[WORK REQUIRED] Restate word for word the lines in the listing below, starting at the line containing "let store = Arc::new(store);" and ending at the line containing "assert!(data_dir.join(schemas::STORE_DB_NAME).exists());", both included; leave out the rest.

[DATA SUPPLIED]
* * * * * * *
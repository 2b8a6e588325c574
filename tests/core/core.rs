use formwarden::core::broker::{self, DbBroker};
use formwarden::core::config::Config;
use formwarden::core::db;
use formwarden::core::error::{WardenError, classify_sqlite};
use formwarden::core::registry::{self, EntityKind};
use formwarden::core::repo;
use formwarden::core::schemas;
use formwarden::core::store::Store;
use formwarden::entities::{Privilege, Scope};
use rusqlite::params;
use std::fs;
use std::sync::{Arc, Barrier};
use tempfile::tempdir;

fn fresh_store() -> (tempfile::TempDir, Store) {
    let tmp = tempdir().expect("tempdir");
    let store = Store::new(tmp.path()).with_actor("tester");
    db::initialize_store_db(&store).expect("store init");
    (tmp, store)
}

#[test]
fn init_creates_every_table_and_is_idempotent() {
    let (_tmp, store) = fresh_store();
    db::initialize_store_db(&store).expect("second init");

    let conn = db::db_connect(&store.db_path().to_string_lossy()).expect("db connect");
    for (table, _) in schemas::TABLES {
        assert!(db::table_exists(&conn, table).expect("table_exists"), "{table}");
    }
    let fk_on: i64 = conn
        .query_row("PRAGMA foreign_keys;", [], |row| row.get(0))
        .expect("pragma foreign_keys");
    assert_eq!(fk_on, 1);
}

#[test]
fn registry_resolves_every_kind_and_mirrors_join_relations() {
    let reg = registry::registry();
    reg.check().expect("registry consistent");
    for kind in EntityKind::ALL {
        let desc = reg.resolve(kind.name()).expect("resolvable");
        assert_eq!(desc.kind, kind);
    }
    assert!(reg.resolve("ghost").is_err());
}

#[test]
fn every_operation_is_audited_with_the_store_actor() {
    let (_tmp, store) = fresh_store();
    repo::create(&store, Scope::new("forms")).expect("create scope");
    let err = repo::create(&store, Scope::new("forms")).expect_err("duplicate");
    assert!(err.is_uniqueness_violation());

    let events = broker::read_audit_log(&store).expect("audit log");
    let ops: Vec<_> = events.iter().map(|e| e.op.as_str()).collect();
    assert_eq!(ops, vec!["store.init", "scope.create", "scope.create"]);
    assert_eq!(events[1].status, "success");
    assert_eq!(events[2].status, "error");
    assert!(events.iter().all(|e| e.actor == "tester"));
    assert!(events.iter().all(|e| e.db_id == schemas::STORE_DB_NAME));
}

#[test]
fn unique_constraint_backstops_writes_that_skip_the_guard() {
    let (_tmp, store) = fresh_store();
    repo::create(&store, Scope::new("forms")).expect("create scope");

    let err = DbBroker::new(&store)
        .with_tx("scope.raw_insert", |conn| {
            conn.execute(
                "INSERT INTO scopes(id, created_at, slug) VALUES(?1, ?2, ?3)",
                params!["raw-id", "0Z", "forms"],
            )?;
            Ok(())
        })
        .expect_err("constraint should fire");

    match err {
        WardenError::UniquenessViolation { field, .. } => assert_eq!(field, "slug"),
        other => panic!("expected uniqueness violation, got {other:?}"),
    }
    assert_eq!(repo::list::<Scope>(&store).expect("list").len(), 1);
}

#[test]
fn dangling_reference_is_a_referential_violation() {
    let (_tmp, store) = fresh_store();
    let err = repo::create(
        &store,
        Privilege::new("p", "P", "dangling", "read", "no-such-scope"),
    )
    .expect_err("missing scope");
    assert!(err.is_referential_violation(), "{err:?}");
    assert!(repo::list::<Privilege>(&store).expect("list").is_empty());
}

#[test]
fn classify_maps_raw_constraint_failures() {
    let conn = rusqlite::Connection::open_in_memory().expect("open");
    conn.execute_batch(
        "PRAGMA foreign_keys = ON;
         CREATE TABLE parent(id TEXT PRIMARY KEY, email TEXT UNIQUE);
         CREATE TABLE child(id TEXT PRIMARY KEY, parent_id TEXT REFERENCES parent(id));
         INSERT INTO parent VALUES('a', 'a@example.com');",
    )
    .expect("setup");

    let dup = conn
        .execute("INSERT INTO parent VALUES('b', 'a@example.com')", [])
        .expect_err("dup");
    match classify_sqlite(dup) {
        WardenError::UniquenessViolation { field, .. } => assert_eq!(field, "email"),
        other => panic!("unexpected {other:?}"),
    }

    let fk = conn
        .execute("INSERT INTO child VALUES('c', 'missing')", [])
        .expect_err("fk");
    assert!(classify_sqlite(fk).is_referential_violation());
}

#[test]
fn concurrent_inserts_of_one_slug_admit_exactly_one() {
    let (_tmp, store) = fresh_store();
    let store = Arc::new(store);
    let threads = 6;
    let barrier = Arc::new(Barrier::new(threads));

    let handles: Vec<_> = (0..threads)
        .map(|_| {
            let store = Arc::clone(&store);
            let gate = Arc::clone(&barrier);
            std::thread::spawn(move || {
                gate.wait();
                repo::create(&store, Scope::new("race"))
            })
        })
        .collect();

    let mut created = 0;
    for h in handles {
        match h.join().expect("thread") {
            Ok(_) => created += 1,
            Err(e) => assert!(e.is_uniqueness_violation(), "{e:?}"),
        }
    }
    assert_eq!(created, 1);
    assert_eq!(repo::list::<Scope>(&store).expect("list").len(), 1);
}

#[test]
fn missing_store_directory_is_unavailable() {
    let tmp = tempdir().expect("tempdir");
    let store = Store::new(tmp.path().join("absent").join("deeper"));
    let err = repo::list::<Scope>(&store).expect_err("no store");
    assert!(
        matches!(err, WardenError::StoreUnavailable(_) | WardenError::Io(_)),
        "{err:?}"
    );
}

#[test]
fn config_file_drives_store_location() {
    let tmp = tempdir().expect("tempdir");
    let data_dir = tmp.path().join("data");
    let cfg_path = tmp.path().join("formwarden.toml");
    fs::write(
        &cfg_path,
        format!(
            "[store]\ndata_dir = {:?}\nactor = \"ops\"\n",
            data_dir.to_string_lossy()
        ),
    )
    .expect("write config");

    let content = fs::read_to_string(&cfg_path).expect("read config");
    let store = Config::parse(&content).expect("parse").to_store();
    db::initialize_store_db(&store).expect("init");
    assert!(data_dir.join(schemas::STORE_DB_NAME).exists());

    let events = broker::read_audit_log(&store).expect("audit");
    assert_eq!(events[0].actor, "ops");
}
* * * * * * *
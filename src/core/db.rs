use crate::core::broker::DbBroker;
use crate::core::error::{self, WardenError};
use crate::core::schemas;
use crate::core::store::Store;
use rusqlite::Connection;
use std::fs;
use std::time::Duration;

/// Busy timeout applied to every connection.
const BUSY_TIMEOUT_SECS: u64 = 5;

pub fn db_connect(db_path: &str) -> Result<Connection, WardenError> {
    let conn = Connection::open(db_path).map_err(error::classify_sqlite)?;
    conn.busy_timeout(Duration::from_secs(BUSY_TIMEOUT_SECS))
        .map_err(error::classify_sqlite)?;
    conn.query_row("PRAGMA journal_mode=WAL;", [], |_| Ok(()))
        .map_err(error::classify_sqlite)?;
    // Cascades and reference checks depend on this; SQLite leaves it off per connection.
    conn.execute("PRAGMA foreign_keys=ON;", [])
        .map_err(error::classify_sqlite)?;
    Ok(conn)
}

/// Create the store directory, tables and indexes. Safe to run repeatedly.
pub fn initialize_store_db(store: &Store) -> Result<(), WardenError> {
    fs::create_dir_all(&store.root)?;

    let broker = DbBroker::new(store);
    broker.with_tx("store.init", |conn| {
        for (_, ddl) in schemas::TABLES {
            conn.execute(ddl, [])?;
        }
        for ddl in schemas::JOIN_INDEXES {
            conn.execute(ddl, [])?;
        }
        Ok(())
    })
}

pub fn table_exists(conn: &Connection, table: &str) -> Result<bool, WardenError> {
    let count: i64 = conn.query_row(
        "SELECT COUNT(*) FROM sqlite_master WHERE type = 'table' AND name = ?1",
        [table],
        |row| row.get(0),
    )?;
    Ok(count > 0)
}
* * * * * * *
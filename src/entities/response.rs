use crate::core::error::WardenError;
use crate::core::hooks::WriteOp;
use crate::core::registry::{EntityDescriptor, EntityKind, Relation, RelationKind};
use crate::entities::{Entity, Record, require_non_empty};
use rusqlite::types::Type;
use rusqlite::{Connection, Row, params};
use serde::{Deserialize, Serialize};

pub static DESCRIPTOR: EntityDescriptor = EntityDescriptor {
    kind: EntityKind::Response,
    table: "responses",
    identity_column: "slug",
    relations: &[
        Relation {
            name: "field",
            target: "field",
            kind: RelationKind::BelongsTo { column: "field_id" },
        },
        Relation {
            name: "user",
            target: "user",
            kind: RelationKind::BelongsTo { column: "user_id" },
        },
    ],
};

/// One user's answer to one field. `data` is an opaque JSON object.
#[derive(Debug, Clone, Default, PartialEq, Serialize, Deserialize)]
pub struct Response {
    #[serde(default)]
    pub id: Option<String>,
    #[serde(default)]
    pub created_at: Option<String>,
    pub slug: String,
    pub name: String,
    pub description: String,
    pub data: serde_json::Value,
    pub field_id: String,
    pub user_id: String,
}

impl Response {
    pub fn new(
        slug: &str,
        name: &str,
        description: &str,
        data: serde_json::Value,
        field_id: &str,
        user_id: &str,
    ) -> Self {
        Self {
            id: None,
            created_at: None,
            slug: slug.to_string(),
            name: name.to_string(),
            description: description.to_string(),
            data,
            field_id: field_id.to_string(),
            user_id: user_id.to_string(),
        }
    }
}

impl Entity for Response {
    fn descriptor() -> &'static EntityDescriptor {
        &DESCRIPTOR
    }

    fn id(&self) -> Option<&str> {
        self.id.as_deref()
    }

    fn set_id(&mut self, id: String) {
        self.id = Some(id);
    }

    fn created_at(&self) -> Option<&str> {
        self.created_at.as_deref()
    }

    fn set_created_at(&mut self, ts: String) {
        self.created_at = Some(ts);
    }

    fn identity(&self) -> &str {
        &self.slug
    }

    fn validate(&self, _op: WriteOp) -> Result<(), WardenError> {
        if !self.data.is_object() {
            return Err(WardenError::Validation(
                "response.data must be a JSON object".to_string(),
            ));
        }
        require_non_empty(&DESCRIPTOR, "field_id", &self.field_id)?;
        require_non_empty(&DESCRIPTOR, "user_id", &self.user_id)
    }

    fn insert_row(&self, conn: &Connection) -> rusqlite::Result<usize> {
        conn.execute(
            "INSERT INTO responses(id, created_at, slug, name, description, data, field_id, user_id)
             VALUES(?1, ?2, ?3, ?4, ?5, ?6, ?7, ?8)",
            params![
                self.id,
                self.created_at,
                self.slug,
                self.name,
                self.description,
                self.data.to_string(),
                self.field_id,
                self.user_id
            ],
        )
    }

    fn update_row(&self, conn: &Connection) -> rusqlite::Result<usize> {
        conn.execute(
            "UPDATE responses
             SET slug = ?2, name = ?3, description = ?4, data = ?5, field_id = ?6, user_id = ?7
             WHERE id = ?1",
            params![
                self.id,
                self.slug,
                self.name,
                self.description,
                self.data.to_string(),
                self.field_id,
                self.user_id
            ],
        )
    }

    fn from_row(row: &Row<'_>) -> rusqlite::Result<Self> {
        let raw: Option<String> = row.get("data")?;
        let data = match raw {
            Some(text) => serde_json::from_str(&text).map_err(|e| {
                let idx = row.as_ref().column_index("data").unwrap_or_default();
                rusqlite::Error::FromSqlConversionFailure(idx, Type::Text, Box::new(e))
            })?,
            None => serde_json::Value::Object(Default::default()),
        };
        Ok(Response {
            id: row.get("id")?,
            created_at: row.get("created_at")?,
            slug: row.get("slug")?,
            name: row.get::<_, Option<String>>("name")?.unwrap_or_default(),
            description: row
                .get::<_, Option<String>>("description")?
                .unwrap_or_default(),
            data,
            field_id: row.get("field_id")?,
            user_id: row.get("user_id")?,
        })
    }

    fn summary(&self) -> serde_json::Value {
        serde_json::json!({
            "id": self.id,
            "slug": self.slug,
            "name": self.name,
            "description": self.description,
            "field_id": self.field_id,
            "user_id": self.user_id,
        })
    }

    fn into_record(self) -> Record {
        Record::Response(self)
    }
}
* * * * * * *
[EXERCISE RESPONSE]
    let store = Arc::new(store);
    let threads = 6;
    let barrier = Arc::new(Barrier::new(threads));

    let handles: Vec<_> = (0..threads)
        .map(|_| {
            let store = Arc::clone(&store);
            let gate = Arc::clone(&barrier);
            std::thread::spawn(move || {
                gate.wait();
                repo::create(&store, Scope::new("race"))
            })
        })
        .collect();

    let mut created = 0;
    for h in handles {
        match h.join().expect("thread") {
            Ok(_) => created += 1,
            Err(e) => assert!(e.is_uniqueness_violation(), "{e:?}"),
        }
    }
    assert_eq!(created, 1);
    assert_eq!(repo::list::<Scope>(&store).expect("list").len(), 1);
}

#[test]
fn missing_store_directory_is_unavailable() {
    let tmp = tempdir().expect("tempdir");
    let store = Store::new(tmp.path().join("absent").join("deeper"));
    let err = repo::list::<Scope>(&store).expect_err("no store");
    assert!(
        matches!(err, WardenError::StoreUnavailable(_) | WardenError::Io(_)),
        "{err:?}"
    );
}

#[test]
fn config_file_drives_store_location() {
    let tmp = tempdir().expect("tempdir");
    let data_dir = tmp.path().join("data");
    let cfg_path = tmp.path().join("formwarden.toml");
    fs::write(
        &cfg_path,
        format!(
            "[store]\ndata_dir = {:?}\nactor = \"ops\"\n",
            data_dir.to_string_lossy()
        ),
    )
    .expect("write config");

    let content = fs::read_to_string(&cfg_path).expect("read config");
    let store = Config::parse(&content).expect("parse").to_store();
    db::initialize_store_db(&store).expect("init");
    assert!(data_dir.join(schemas::STORE_DB_NAME).exists());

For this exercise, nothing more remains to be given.